=== Section Start ===

use std::collections::BTreeSet;

use chrono::{Month, NaiveTime};
use tracing::debug;

use crate::config::{SundialConfig, SundialType};
use crate::sink::{Color, DrawingRequest, PointMarker, Polyline, TextAnchor, TextLabel};
use crate::types::{on_the_hour, Classification, PlanePoint, SeasonBucket};

const LABEL_OFFSET: f64 = 3.0;

pub fn month_name(month: u32) -> String {
    u8::try_from(month)
        .ok()
        .and_then(|m| Month::try_from(m).ok())
        .map(|m| m.name().to_string())
        .unwrap_or_else(|| format!("Month {}", month))
}

pub fn is_winter_side_month(month: u32, config: &SundialConfig) -> bool {
    config.solstice_summer.month < month && month <= config.solstice_winter.month
}

fn hour_label(time: NaiveTime) -> String {
    time.format("%H:%M").to_string()
}

fn endpoint_label_position(point: PlanePoint, origin: PlanePoint) -> PlanePoint {
    let dy = if point.y < origin.y {
        -2.0 * LABEL_OFFSET
    } else {
        -LABEL_OFFSET
    };
    point.offset(-LABEL_OFFSET, dy)
}

struct Assembly<'a> {
    config: &'a SundialConfig,
    origin: PlanePoint,
    requests: Vec<DrawingRequest>,
}

impl<'a> Assembly<'a> {
    fn line(&mut self, polyline: Polyline) {
        self.requests.push(DrawingRequest::Polyline(polyline));
    }

    fn decorate_endpoints(&mut self, time: NaiveTime, first: PlanePoint, last: PlanePoint, color: Color) {
        for point in [first, last] {
            self.requests.push(DrawingRequest::Label(TextLabel::new(
                endpoint_label_position(point, self.origin),
                hour_label(time),
                TextAnchor::End,
            )));
            self.requests.push(DrawingRequest::Marker(PointMarker {
                position: point,
                color,
                filled: false,
            }));
        }
    }

    fn months(&mut self, classified: &Classification) {
        for (&month, points) in &classified.month_markers {
            let Some(&first) = points.first() else {
                continue;
            };
            let (color, anchor, offset) = if is_winter_side_month(month, self.config) {
                if !self.config.sundial_type.shows_winter_side() {
                    continue;
                }
                (Color::BLACK, TextAnchor::End, -LABEL_OFFSET)
            } else {
                if !self.config.sundial_type.shows_summer_side() {
                    continue;
                }
                (Color::RED, TextAnchor::Start, LABEL_OFFSET)
            };

            self.line(Polyline::new(points.clone(), color).labeled(format!("Month {}", month)));
            self.requests.push(DrawingRequest::Label(TextLabel::new(
                first.offset(offset, 0.0),
                month_name(month),
                anchor,
            )));
            let dots = classified.month_dots.get(&month).map(Vec::as_slice).unwrap_or(&[]);
            for &dot in dots {
                self.requests.push(DrawingRequest::Marker(PointMarker {
                    position: dot,
                    color,
                    filled: true,
                }));
            }
        }
    }

    fn summer_hours(&mut self, classified: &Classification) {
        let times: BTreeSet<NaiveTime> = classified
            .bucket_times(SeasonBucket::EarlyHalf)
            .chain(classified.bucket_times(SeasonBucket::LateHalf))
            .collect();

        for time in times {
            let early = classified
                .curve(SeasonBucket::EarlyHalf, time)
                .filter(|c| !c.is_empty());
            let late = classified
                .curve(SeasonBucket::LateHalf, time)
                .filter(|c| !c.is_empty());
            let full_hour = on_the_hour(time);
            let color = if full_hour { Color::RED } else { Color::LIGHT_RED };
            let name = time.to_string();

            if let Some(points) = early {
                self.line(Polyline::new(points.to_vec(), color).labeled(name.clone()));
            }
            if let Some(points) = late {
                self.line(Polyline::new(points.to_vec(), color).labeled(name.clone()));
            }
            if let (Some(early), Some(late)) = (early, late) {
                self.line(Polyline::new(vec![late[late.len() - 1], early[0]], color).labeled(name));
            }

            if full_hour {
                let start = late.or(early).map(|c| c[0]);
                let end = early.or(late).map(|c| c[c.len() - 1]);
                if let (Some(start), Some(end)) = (start, end) {
                    self.decorate_endpoints(time, start, end, color);
                }
            }
        }
    }

    fn winter_hours(&mut self, classified: &Classification) {
        // Both halves on one sheet share the labels drawn by the summer side.
        let labeled = self.config.sundial_type != SundialType::Both;
        for time in classified.bucket_times(SeasonBucket::WinterHalf) {
            let Some(points) = classified.curve(SeasonBucket::WinterHalf, time) else {
                continue;
            };
            let (Some(&first), Some(&last)) = (points.first(), points.last()) else {
                continue;
            };
            let full_hour = on_the_hour(time);
            let color = if full_hour { Color::BLACK } else { Color::LIGHT_GREY };
            self.line(Polyline::new(points.to_vec(), color).labeled(time.to_string()));
            if labeled && full_hour {
                self.decorate_endpoints(time, first, last, color);
            }
        }
    }
}

pub fn assemble(classified: &Classification, config: &SundialConfig) -> Vec<DrawingRequest> {
    let mut assembly = Assembly {
        config,
        origin: config.origin(),
        requests: Vec::new(),
    };
    assembly.months(classified);
    if config.sundial_type.shows_summer_side() {
        assembly.summer_hours(classified);
    }
    if config.sundial_type.shows_winter_side() {
        assembly.winter_hours(classified);
    }
    debug!("assembled {} drawing requests", assembly.requests.len());
    assembly.requests
}
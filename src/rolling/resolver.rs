//! Outdated set resolution.

use std::collections::BTreeSet;

use crate::fleet::{Group, Member};

/// In-service members not running the group's target configuration.
///
/// Empty means the upgrade is complete.
pub fn resolve(group: &Group, members: &[Member]) -> Vec<Member> {
    members
        .iter()
        .filter(|m| m.is_in_service() && !m.runs(&group.target))
        .cloned()
        .collect()
}

/// Ids of in-service members already running the target configuration.
pub fn up_to_date(group: &Group, members: &[Member]) -> BTreeSet<String> {
    members
        .iter()
        .filter(|m| m.is_in_service() && m.runs(&group.target))
        .map(|m| m.id.clone())
        .collect()
}
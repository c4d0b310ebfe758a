//! CLI configuration and argument parsing.

use std::path::PathBuf;
use std::time::Duration;

use clap::Parser;

use crate::error::RollerError;
use crate::fleet::GroupFilter;
use crate::logging::LogFormat;
use crate::rolling::PollSettings;

pub const VERSION: &str = env!("CARGO_PKG_VERSION");
pub const COMMIT: &str = env!("BUILD_COMMIT");
pub const BUILD_DATE: &str = env!("BUILD_DATE");

/// Ordered rolling upgrade for EC2 Auto Scaling groups.
///
/// Terminates outdated instances one at a time, oldest first, and waits for
/// the group to return to full service before moving on.
#[derive(Parser, Debug, Clone)]
#[command(name = "asgr")]
#[command(about = "Ordered rolling upgrade for EC2 Auto Scaling groups")]
#[command(version = const_format::formatcp!(
    "{} (commit: {}, build date: {})",
    VERSION, COMMIT, BUILD_DATE
))]
pub struct Args {
    /// Auto Scaling group name prefix, must match exactly one group
    #[arg(short, long, env = "ASGR_LIMIT")]
    pub limit: String,

    /// Seconds to sleep between poll attempts
    #[arg(long, default_value = "30", env = "ASGR_SLEEP")]
    pub sleep: u64,

    /// Poll attempts before giving up on a replacement
    #[arg(long, default_value = "40", env = "ASGR_MAX_WAIT_ATTEMPTS")]
    pub max_wait_attempts: u32,

    /// AWS region
    #[arg(short, long, env = "AWS_REGION")]
    pub region: Option<String>,

    /// AWS profile to use
    #[arg(short, long, env = "AWS_PROFILE")]
    pub profile: Option<String>,

    /// Bastion host used as SSH jump host; enables the SSH readiness check
    #[arg(long, env = "ASGR_SSH_TUNNEL")]
    pub ssh_tunnel: Option<String>,

    /// SSH username on the instances
    #[arg(long, default_value = "centos", env = "ASGR_SSH_USERNAME")]
    pub ssh_username: String,

    /// SSH private key path; enables the SSH readiness check
    #[arg(long, env = "ASGR_SSH_PRIVATE_KEY")]
    pub ssh_private_key: Option<PathBuf>,

    /// Require a TCP connection to this port on every member before a group is stable.
    /// Ignored when the SSH readiness check is enabled
    #[arg(long, env = "ASGR_PROBE_PORT")]
    pub probe_port: Option<u16>,

    /// Print the termination order without terminating anything
    #[arg(long, default_value = "false")]
    pub dry_run: bool,

    /// Skip confirmation prompt
    #[arg(short, long, default_value = "false")]
    pub yes: bool,

    /// Shorthand for --log-level debug
    #[arg(long, default_value = "false")]
    pub debug: bool,

    /// Log level (trace, debug, info, warn, error)
    #[arg(long, default_value = "info", env = "ASGR_LOG_LEVEL")]
    pub log_level: String,

    /// Log format (json, pretty)
    #[arg(long, default_value = "pretty", env = "ASGR_LOG_FORMAT")]
    pub log_format: String,
}

/// How the SSH readiness check reaches the instances. Never consulted by the
/// ordering logic.
#[derive(Debug, Clone, PartialEq, Eq)]
pub struct ConnectivityContext {
    pub ssh_tunnel: Option<String>,
    pub ssh_username: String,
    pub ssh_private_key: Option<PathBuf>,
    pub remote_port: u16,
}

impl ConnectivityContext {
    pub const SSH_PORT: u16 = 22;

    pub fn is_tunneled(&self) -> bool {
        self.ssh_tunnel.is_some()
    }

    /// `user@host:port` of the bastion, or `none`.
    pub fn describe(&self) -> String {
        match &self.ssh_tunnel {
            Some(host) => format!("{}@{}:{}", self.ssh_username, host, self.remote_port),
            None => "none".to_string(),
        }
    }
}

/// Application configuration derived from CLI args.
#[derive(Debug, Clone)]
pub struct Config {
    pub filter: GroupFilter,
    pub poll: PollSettings,
    pub region: Option<String>,
    pub profile: Option<String>,
    pub connectivity: ConnectivityContext,
    pub probe_port: Option<u16>,
    pub dry_run: bool,
    pub yes: bool,
    pub log_level: String,
    pub log_format: LogFormat,
}

impl Config {
    /// Validate CLI arguments into a config.
    pub fn from_args(args: Args) -> Result<Self, RollerError> {
        let limit = args.limit.trim();
        if limit.is_empty() {
            return Err(RollerError::InvalidConfig(
                "limit must not be empty".to_string(),
            ));
        }

        if args.max_wait_attempts == 0 {
            return Err(RollerError::InvalidConfig(
                "max_wait_attempts must be at least 1".to_string(),
            ));
        }

        if args.probe_port == Some(0) {
            return Err(RollerError::InvalidConfig(
                "probe_port must be between 1 and 65535".to_string(),
            ));
        }

        let log_level = if args.debug {
            "debug".to_string()
        } else {
            args.log_level
        };

        Ok(Self {
            filter: GroupFilter::Prefix(limit.to_string()),
            poll: PollSettings {
                interval: Duration::from_secs(args.sleep),
                max_attempts: args.max_wait_attempts,
            },
            region: args.region,
            profile: args.profile,
            connectivity: ConnectivityContext {
                ssh_tunnel: args.ssh_tunnel.filter(|t| !t.trim().is_empty()),
                ssh_username: args.ssh_username,
                ssh_private_key: args.ssh_private_key,
                remote_port: ConnectivityContext::SSH_PORT,
            },
            probe_port: args.probe_port,
            dry_run: args.dry_run,
            yes: args.yes,
            log_level,
            log_format: LogFormat::parse(&args.log_format),
        })
    }

    /// Settings shown at startup.
    pub fn display(&self) -> Vec<(&'static str, String)> {
        vec![
            ("group filter", self.filter.to_string()),
            ("poll interval", format!("{}s", self.poll.interval.as_secs())),
            ("max wait attempts", self.poll.max_attempts.to_string()),
            (
                "region",
                self.region.clone().unwrap_or_else(|| "default".to_string()),
            ),
            (
                "profile",
                self.profile.clone().unwrap_or_else(|| "default".to_string()),
            ),
            ("ssh tunnel", self.connectivity.describe()),
            (
                "ssh key",
                self.connectivity
                    .ssh_private_key
                    .as_ref()
                    .map(|p| p.display().to_string())
                    .unwrap_or_else(|| "none".to_string()),
            ),
            (
                "probe port",
                self.probe_port
                    .map(|p| p.to_string())
                    .unwrap_or_else(|| "none".to_string()),
            ),
            ("dry run", self.dry_run.to_string()),
        ]
    }
}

=== Section End ===

Assignment —
Please go line by line through the records above, copying each one that holds the string "push".

Written reply —
        self.requests.push(DrawingRequest::Polyline(polyline));
            self.requests.push(DrawingRequest::Label(TextLabel::new(
            self.requests.push(DrawingRequest::Marker(PointMarker {
            self.requests.push(DrawingRequest::Label(TextLabel::new(
                self.requests.push(DrawingRequest::Marker(PointMarker {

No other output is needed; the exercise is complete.